The description in this prospectus supplement of the terms of the depositary shares is only a summary and should be read together with the other information in this prospectus.

 

General

 

Each depositary share is evidenced by a depositary receipt and represents  1/40 of a share of Series A mandatory convertible preferred stock. We will enter into a deposit agreement with Mellon Investor Services LLC, who will act as the depositary on behalf of the holders of the depositary receipts. The shares of Series A mandatory convertible preferred stock represented by depositary shares will be deposited with the depositary pursuant to the deposit agreement.

 

The deposit agreement entitles each owner of a depositary share to all the rights, preferences and privileges of the shares of Series A mandatory convertible preferred stock represented by those depositary shares, including dividend, conversion, voting and liquidation rights.

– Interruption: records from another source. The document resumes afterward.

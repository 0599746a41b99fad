//! Configuration file management for aichat.
//!
//! Reads `~/.config/aichat/config.toml`; environment variables override file
//! values. Priority: environment > config file > defaults.

use aichat_core::config::SessionSettings;
use serde::Deserialize;
use std::env;
use std::fs;
use std::path::{Path, PathBuf};
use std::time::Duration;
use thiserror::Error;

pub const DEFAULT_API_URL: &str = "http://localhost:8000/aiassistant";
pub const DEFAULT_TIMEOUT_SECS: u64 = 30;

pub const ENV_API_URL: &str = "AICHAT_API_URL";
pub const ENV_ACCESS_TOKEN: &str = "AICHAT_ACCESS_TOKEN";
pub const ENV_TIMEOUT_SECS: &str = "AICHAT_TIMEOUT_SECS";

#[derive(Error, Debug)]
pub enum ConfigError {
    #[error("Could not determine home directory")]
    NoHomeDir,

    #[error("Failed to read configuration file at {path}: {message}")]
    Read { path: PathBuf, message: String },

    #[error("Failed to parse configuration file at {path}: {message}")]
    Parse { path: PathBuf, message: String },

    #[error("Invalid value for {key}: {message}")]
    InvalidValue { key: &'static str, message: String },
}

/// Root structure of config.toml
#[derive(Debug, Clone, Deserialize, PartialEq, Eq)]
pub struct ClientConfig {
    /// Base URL including the assistant prefix, without trailing slash
    #[serde(default = "default_api_url")]
    pub api_url: String,
    #[serde(default = "default_timeout_secs")]
    pub request_timeout_secs: u64,
    /// Static token for non-interactive use; normally supplied by the auth layer
    #[serde(default)]
    pub access_token: Option<String>,
    #[serde(default)]
    pub session: SessionSettings,
}

fn default_api_url() -> String {
    DEFAULT_API_URL.to_string()
}

fn default_timeout_secs() -> u64 {
    DEFAULT_TIMEOUT_SECS
}

impl Default for ClientConfig {
    fn default() -> Self {
        Self {
            api_url: default_api_url(),
            request_timeout_secs: DEFAULT_TIMEOUT_SECS,
            access_token: None,
            session: SessionSettings::default(),
        }
    }
}

impl ClientConfig {
    /// Loads the default config file (if present) and applies environment
    /// overrides.
    pub fn load() -> Result<Self, ConfigError> {
        let path = get_config_path()?;
        let mut config = Self::from_file_or_default(&path)?;
        config.apply_env(|key| env::var(key).ok())?;
        Ok(config)
    }

    /// Reads `path`; a missing file yields the defaults.
    pub fn from_file_or_default(path: &Path) -> Result<Self, ConfigError> {
        if !path.exists() {
            tracing::debug!(path = %path.display(), "No config file, using defaults");
            return Ok(Self::default());
        }
        Self::from_file(path)
    }

    pub fn from_file(path: &Path) -> Result<Self, ConfigError> {
        let content = fs::read_to_string(path).map_err(|e| ConfigError::Read {
            path: path.to_path_buf(),
            message: e.to_string(),
        })?;

        toml::from_str(&content).map_err(|e| ConfigError::Parse {
            path: path.to_path_buf(),
            message: e.to_string(),
        })
    }

    /// Overrides fields from `lookup` (the process environment in
    /// [`ClientConfig::load`]).
    pub fn apply_env<F>(&mut self, lookup: F) -> Result<(), ConfigError>
    where
        F: Fn(&str) -> Option<String>,
    {
        if let Some(url) = lookup(ENV_API_URL) {
            self.api_url = url;
        }
        if let Some(token) = lookup(ENV_ACCESS_TOKEN) {
            self.access_token = Some(token).filter(|t| !t.trim().is_empty());
        }
        if let Some(timeout) = lookup(ENV_TIMEOUT_SECS) {
            self.request_timeout_secs = timeout.trim().parse().map_err(|e: std::num::ParseIntError| {
                ConfigError::InvalidValue {
                    key: ENV_TIMEOUT_SECS,
                    message: e.to_string(),
                }
            })?;
        }
        Ok(())
    }

    pub fn request_timeout(&self) -> Duration {
        Duration::from_secs(self.request_timeout_secs)
    }

    /// `api_url` without trailing slashes.
    pub fn base_url(&self) -> &str {
        self.api_url.trim_end_matches('/')
    }
}

/// Returns the path to the configuration file: ~/.config/aichat/config.toml
pub fn get_config_path() -> Result<PathBuf, ConfigError> {
    let home = dirs::home_dir().ok_or(ConfigError::NoHomeDir)?;
    Ok(home.join(".config").join("aichat").join("config.toml"))
}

Holders of depositary shares are also subject to all of the limitations of the Series A mandatory convertible preferred stock. Those limitations are summarized below under “Description of Series A Mandatory Convertible Preferred Stock.” The following summary of the terms and provisions of the deposit agreement, depositary shares and depositary receipts is not a complete restatement of the provisions of the deposit agreement or the certificate of designations for the Series A mandatory convertible preferred stock. Copies of the depositary agreement and the certificate of designations may be obtained from us upon request or from the depositary at its principal office.

 

The depositary shares will be evidenced by depositary receipts issued pursuant to the deposit agreement. Depositary receipts will be distributed to those persons purchasing the depositary shares representing the Series A mandatory convertible preferred stock in accordance with the terms of this offering.

 

Pending the preparation of definitive depositary receipts, the depositary may, upon our written order, issue temporary depositary receipts substantially identical to (and entitling the holders thereof to all the rights pertaining to) the definitive depositary receipts but not in definitive form. Definitive depositary receipts will be prepared thereafter without unreasonable delay, and temporary depositary receipts will be exchangeable for definitive depositary receipts at our expense.

 

Mellon Investor Services LLC will act as transfer agent, dividend disbursing agent and registrar for the depositary shares and the Series A mandatory convertible preferred stock and currently acts as the transfer agent, dividend disbursing agent and registrar for our common stock.

 

Issuance of Depositary Receipts and Withdrawal of Series A Mandatory Convertible Preferred Stock

 

Immediately following the issuance of the Series A mandatory convertible preferred stock, we will deposit the Series A mandatory convertible preferred stock with the depositary, and the depositary will issue and deliver the depositary receipts to us. We will then deliver the depositary receipts to the underwriters. Depositary receipts are issued evidencing only whole depositary shares. Upon surrender of depositary receipts at the corporate office of the depositary, or such other office as the depositary may designate, the owner of the depositary shares evidenced by the depositary receipts is entitled to delivery at such corporate office of certificates evidencing the number of whole shares of Series A mandatory convertible preferred stock and any money and other property represented by such depositary receipts. If the depositary receipts delivered by the holder evidence a number of depositary shares in excess of the number of whole shares of Series A mandatory convertible preferred stock to be withdrawn, the depositary will deliver to such holder at the same time a new depositary receipt evidencing such excess number of depositary shares. We do not expect that there will be any public trading market for the Series A mandatory convertible preferred stock except as represented by the depositary shares.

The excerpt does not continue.